__ASSIGNED TASK__.
Exactly the lines from the first line of the listing through the line containing "for every value." should appear in the output, unchanged.

__RECORDS TO USE__.
--------------------------------------------------

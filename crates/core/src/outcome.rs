//! Two-state outcome for expected failure paths.
//!
//! Handlers return an [`Outcome`] rather than an error when a failure is a normal
//! result of the operation (for example an identifier that matches no record).
//! Exactly one of the two states holds for every value.

#[derive(Clone, Debug, PartialEq, Eq)]
pub enum Outcome<T> {
    Success(T),
    Failure(String),
}

impl<T> Outcome<T> {
    pub fn success(data: T) -> Self {
        Outcome::Success(data)
    }

    pub fn failure(message: impl Into<String>) -> Self {
        Outcome::Failure(message.into())
    }

    pub fn is_success(&self) -> bool {
        matches!(self, Outcome::Success(_))
    }

    /// Returns the payload of a successful outcome.
    pub fn data(&self) -> Option<&T> {
        match self {
            Outcome::Success(data) => Some(data),
            Outcome::Failure(_) => None,
        }
    }

    /// Returns the message of a failed outcome.
    pub fn error_message(&self) -> Option<&str> {
        match self {
            Outcome::Success(_) => None,
            Outcome::Failure(message) => Some(message),
        }
    }

    pub fn map<U>(self, f: impl FnOnce(T) -> U) -> Outcome<U> {
        match self {
            Outcome::Success(data) => Outcome::Success(f(data)),
            Outcome::Failure(message) => Outcome::Failure(message),
        }
    }

    pub fn into_result(self) -> Result<T, String> {
        match self {
            Outcome::Success(data) => Ok(data),
            Outcome::Failure(message) => Err(message),
        }
    }
}

impl<T> From<Outcome<T>> for Result<T, String> {
    fn from(outcome: Outcome<T>) -> Self {
        outcome.into_result()
    }
}
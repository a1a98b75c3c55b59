//! # API Shared
//!
//! Shared utilities and definitions for the patient lookup APIs.
//!
//! Contains:
//! - Wire types (`dto` module) with serde and OpenAPI schema derives
//! - Shared services like `HealthService`
//!
//! Used by `api-rest` and the CLI so every surface renders the same JSON.

pub mod dto;
pub mod health;

pub use dto::{ErrorRes, FieldErrorRes, HealthRes, PatientRes, ValidationErrorRes};
pub use health::HealthService;
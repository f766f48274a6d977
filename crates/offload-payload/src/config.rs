use std::fs;
use std::path::Path;

use serde::{Deserialize, Serialize};
use tracing::{info, warn};

use offload_store::{EncryptionSettings, ObjectCannedAcl};

use crate::error::ConfigError;

/// Default offload threshold in bytes (256 KiB).
pub const DEFAULT_PAYLOAD_SIZE_THRESHOLD: usize = 256 * 1024;

/// Serializable payload storage settings, loadable from TOML.
///
/// ```toml
/// enabled = true
/// bucket_name = "offload-bucket"
/// payload_size_threshold = 262144
/// always_through_store = false
/// object_canned_acl = "bucket-owner-full-control"
///
/// [encryption]
/// mode = "customer-key"
/// key_id = "alias/my-key"
/// ```
#[derive(Clone, Debug, PartialEq, Eq, Serialize, Deserialize)]
#[serde(default, deny_unknown_fields)]
pub struct PayloadStorageSettings {
    /// Whether payloads may be offloaded at all.
    pub enabled: bool,
    /// Bucket that offloaded payloads are written to.
    pub bucket_name: String,
    /// Size above which the calling layer offloads a payload.
    pub payload_size_threshold: usize,
    /// When `true`, the calling layer offloads every payload regardless of size.
    pub always_through_store: bool,
    /// Canned ACL attached to writes.
    pub object_canned_acl: Option<ObjectCannedAcl>,
    /// Server-side encryption attached to writes.
    pub encryption: EncryptionSettings,
}

impl Default for PayloadStorageSettings {
    fn default() -> Self {
        Self {
            enabled: false,
            bucket_name: String::new(),
            payload_size_threshold: DEFAULT_PAYLOAD_SIZE_THRESHOLD,
            always_through_store: false,
            object_canned_acl: None,
            encryption: EncryptionSettings::None,
        }
    }
}

impl PayloadStorageSettings {
    pub fn from_toml_str(s: &str) -> Result<Self, ConfigError> {
        toml::from_str(s).map_err(|e| ConfigError::Parse(e.to_string()))
    }

    /// Load settings from a TOML file.
    pub fn load(path: &Path) -> Result<Self, ConfigError> {
        let text = fs::read_to_string(path)?;
        Self::from_toml_str(&text)
    }

    pub fn to_toml_string(&self) -> Result<String, ConfigError> {
        toml::to_string(self).map_err(|e| ConfigError::Parse(e.to_string()))
    }
}

/// Payload storage configuration: settings plus the object store client.
///
/// The value is immutable once built. Enabling or disabling payload support
/// consumes the configuration and returns a new one; a store built from a
/// configuration is unaffected by later changes to another value.
#[derive(Clone)]
pub struct PayloadStorageConfig<C> {
    client: Option<C>,
    settings: PayloadStorageSettings,
}

impl<C> PayloadStorageConfig<C> {
    /// A configuration with payload support disabled.
    pub fn new() -> Self {
        Self::from_settings(PayloadStorageSettings::default())
    }

    /// Wrap loaded settings. A client must still be attached with
    /// [`with_client`](Self::with_client) if the settings enable support.
    pub fn from_settings(settings: PayloadStorageSettings) -> Self {
        Self {
            client: None,
            settings,
        }
    }

    /// Enable payload support with the given client and bucket.
    pub fn with_payload_support_enabled(
        self,
        client: C,
        bucket_name: impl Into<String>,
    ) -> Result<Self, ConfigError> {
        let bucket_name = bucket_name.into();
        if bucket_name.is_empty() {
            warn!("refusing to enable payload support without a bucket name");
            return Err(ConfigError::EmptyBucketName);
        }
        if self.settings.enabled {
            warn!("payload support is already enabled; replacing client and bucket name");
        }
        info!(bucket = %bucket_name, "payload support enabled");
        Ok(Self {
            client: Some(client),
            settings: PayloadStorageSettings {
                enabled: true,
                bucket_name,
                ..self.settings
            },
        })
    }

    /// Disable payload support, dropping the client and bucket name.
    pub fn with_payload_support_disabled(self) -> Self {
        info!("payload support disabled");
        Self {
            client: None,
            settings: PayloadStorageSettings {
                enabled: false,
                bucket_name: String::new(),
                ..self.settings
            },
        }
    }

    pub fn with_client(mut self, client: C) -> Self {
        self.client = Some(client);
        self
    }

    pub fn with_payload_size_threshold(mut self, threshold: usize) -> Self {
        self.settings.payload_size_threshold = threshold;
        self
    }

    pub fn with_always_through_store(mut self, always: bool) -> Self {
        self.settings.always_through_store = always;
        self
    }

    pub fn with_encryption(mut self, encryption: EncryptionSettings) -> Self {
        self.settings.encryption = encryption;
        self
    }

    pub fn with_object_canned_acl(mut self, acl: ObjectCannedAcl) -> Self {
        self.settings.object_canned_acl = Some(acl);
        self
    }

    /// Check that an enabled configuration has a client and a bucket.
    pub fn validate(&self) -> Result<(), ConfigError> {
        if !self.settings.enabled {
            return Ok(());
        }
        if self.client.is_none() {
            return Err(ConfigError::MissingClient);
        }
        if self.settings.bucket_name.is_empty() {
            return Err(ConfigError::EmptyBucketName);
        }
        Ok(())
    }

    pub fn is_payload_support_enabled(&self) -> bool {
        self.settings.enabled
    }

    pub fn bucket_name(&self) -> &str {
        &self.settings.bucket_name
    }

    pub fn payload_size_threshold(&self) -> usize {
        self.settings.payload_size_threshold
    }

    pub fn is_always_through_store(&self) -> bool {
        self.settings.always_through_store
    }

    pub fn encryption(&self) -> &EncryptionSettings {
        &self.settings.encryption
    }

    pub fn object_canned_acl(&self) -> Option<ObjectCannedAcl> {
        self.settings.object_canned_acl
    }

    pub fn client(&self) -> Option<&C> {
        self.client.as_ref()
    }

    pub fn settings(&self) -> &PayloadStorageSettings {
        &self.settings
    }

    pub fn into_parts(self) -> (Option<C>, PayloadStorageSettings) {
        (self.client, self.settings)
    }
}

impl<C> Default for PayloadStorageConfig<C> {
    fn default() -> Self {
        Self::new()
    }
}

impl<C> std::fmt::Debug for PayloadStorageConfig<C> {
    fn fmt(&self, f: &mut std::fmt::Formatter<'_>) -> std::fmt::Result {
        f.debug_struct("PayloadStorageConfig")
            .field("has_client", &self.client.is_some())
            .field("settings", &self.settings)
            .finish()
    }
}
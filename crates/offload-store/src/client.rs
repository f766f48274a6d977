use std::fmt;
use std::io::{self, Cursor, Read};
use std::sync::Arc;

use crate::error::ClientResult;
use crate::request::PutObjectRequest;

/// Body of a fetched object.
///
/// The body is a stream; draining it is left to the caller so that a failure
/// halfway through can be told apart from a failed lookup.
pub struct ObjectBody {
    reader: Box<dyn Read + Send>,
}

impl ObjectBody {
    pub fn new(reader: impl Read + Send + 'static) -> Self {
        Self {
            reader: Box::new(reader),
        }
    }

    /// A body backed by an in-memory buffer.
    pub fn from_bytes(bytes: impl Into<Vec<u8>>) -> Self {
        Self::new(Cursor::new(bytes.into()))
    }

    /// Drain the body into a UTF-8 string.
    pub fn read_to_string(mut self) -> io::Result<String> {
        let mut text = String::new();
        self.reader.read_to_string(&mut text)?;
        Ok(text)
    }
}

impl Read for ObjectBody {
    fn read(&mut self, buf: &mut [u8]) -> io::Result<usize> {
        self.reader.read(buf)
    }
}

impl fmt::Debug for ObjectBody {
    fn fmt(&self, f: &mut fmt::Formatter<'_>) -> fmt::Result {
        f.debug_struct("ObjectBody").finish_non_exhaustive()
    }
}

/// Bucket/key addressed blob store, supplied by the embedding application.
///
/// Implementations must satisfy:
/// - Each call is one round-trip. Retries, if any, belong to the client.
/// - `get_object` on a missing key is an error.
/// - `delete_object` on a missing key follows the backend's own semantics.
pub trait ObjectStoreClient: Send + Sync {
    /// Write an object, replacing any object already stored under the key.
    fn put_object(&self, request: &PutObjectRequest) -> ClientResult<()>;

    /// Open the body of the object stored under `(bucket, key)`.
    fn get_object(&self, bucket: &str, key: &str) -> ClientResult<ObjectBody>;

    /// Remove the object stored under `(bucket, key)`.
    fn delete_object(&self, bucket: &str, key: &str) -> ClientResult<()>;
}

impl<C: ObjectStoreClient + ?Sized> ObjectStoreClient for &C {
    fn put_object(&self, request: &PutObjectRequest) -> ClientResult<()> {
        (**self).put_object(request)
    }

    fn get_object(&self, bucket: &str, key: &str) -> ClientResult<ObjectBody> {
        (**self).get_object(bucket, key)
    }

    fn delete_object(&self, bucket: &str, key: &str) -> ClientResult<()> {
        (**self).delete_object(bucket, key)
    }
}

impl<C: ObjectStoreClient + ?Sized> ObjectStoreClient for Arc<C> {
    fn put_object(&self, request: &PutObjectRequest) -> ClientResult<()> {
        (**self).put_object(request)
    }

    fn get_object(&self, bucket: &str, key: &str) -> ClientResult<ObjectBody> {
        (**self).get_object(bucket, key)
    }

    fn delete_object(&self, bucket: &str, key: &str) -> ClientResult<()> {
        (**self).delete_object(bucket, key)
    }
}

impl<C: ObjectStoreClient + ?Sized> ObjectStoreClient for Box<C> {
    fn put_object(&self, request: &PutObjectRequest) -> ClientResult<()> {
        (**self).put_object(request)
    }

    fn get_object(&self, bucket: &str, key: &str) -> ClientResult<ObjectBody> {
        (**self).get_object(bucket, key)
    }

    fn delete_object(&self, bucket: &str, key: &str) -> ClientResult<()> {
        (**self).delete_object(bucket, key)
    }
}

--------------------------------------------------

__OUTPUT FOR THIS TASK__.
filename crates/core/src/outcome.rs
//! Two-state outcome for expected failure paths.
//!
//! Handlers return an [`Outcome`] rather than an error when a failure is a normal
//! result of the operation (for example an identifier that matches no record).
//! Exactly one of the two states holds for every value.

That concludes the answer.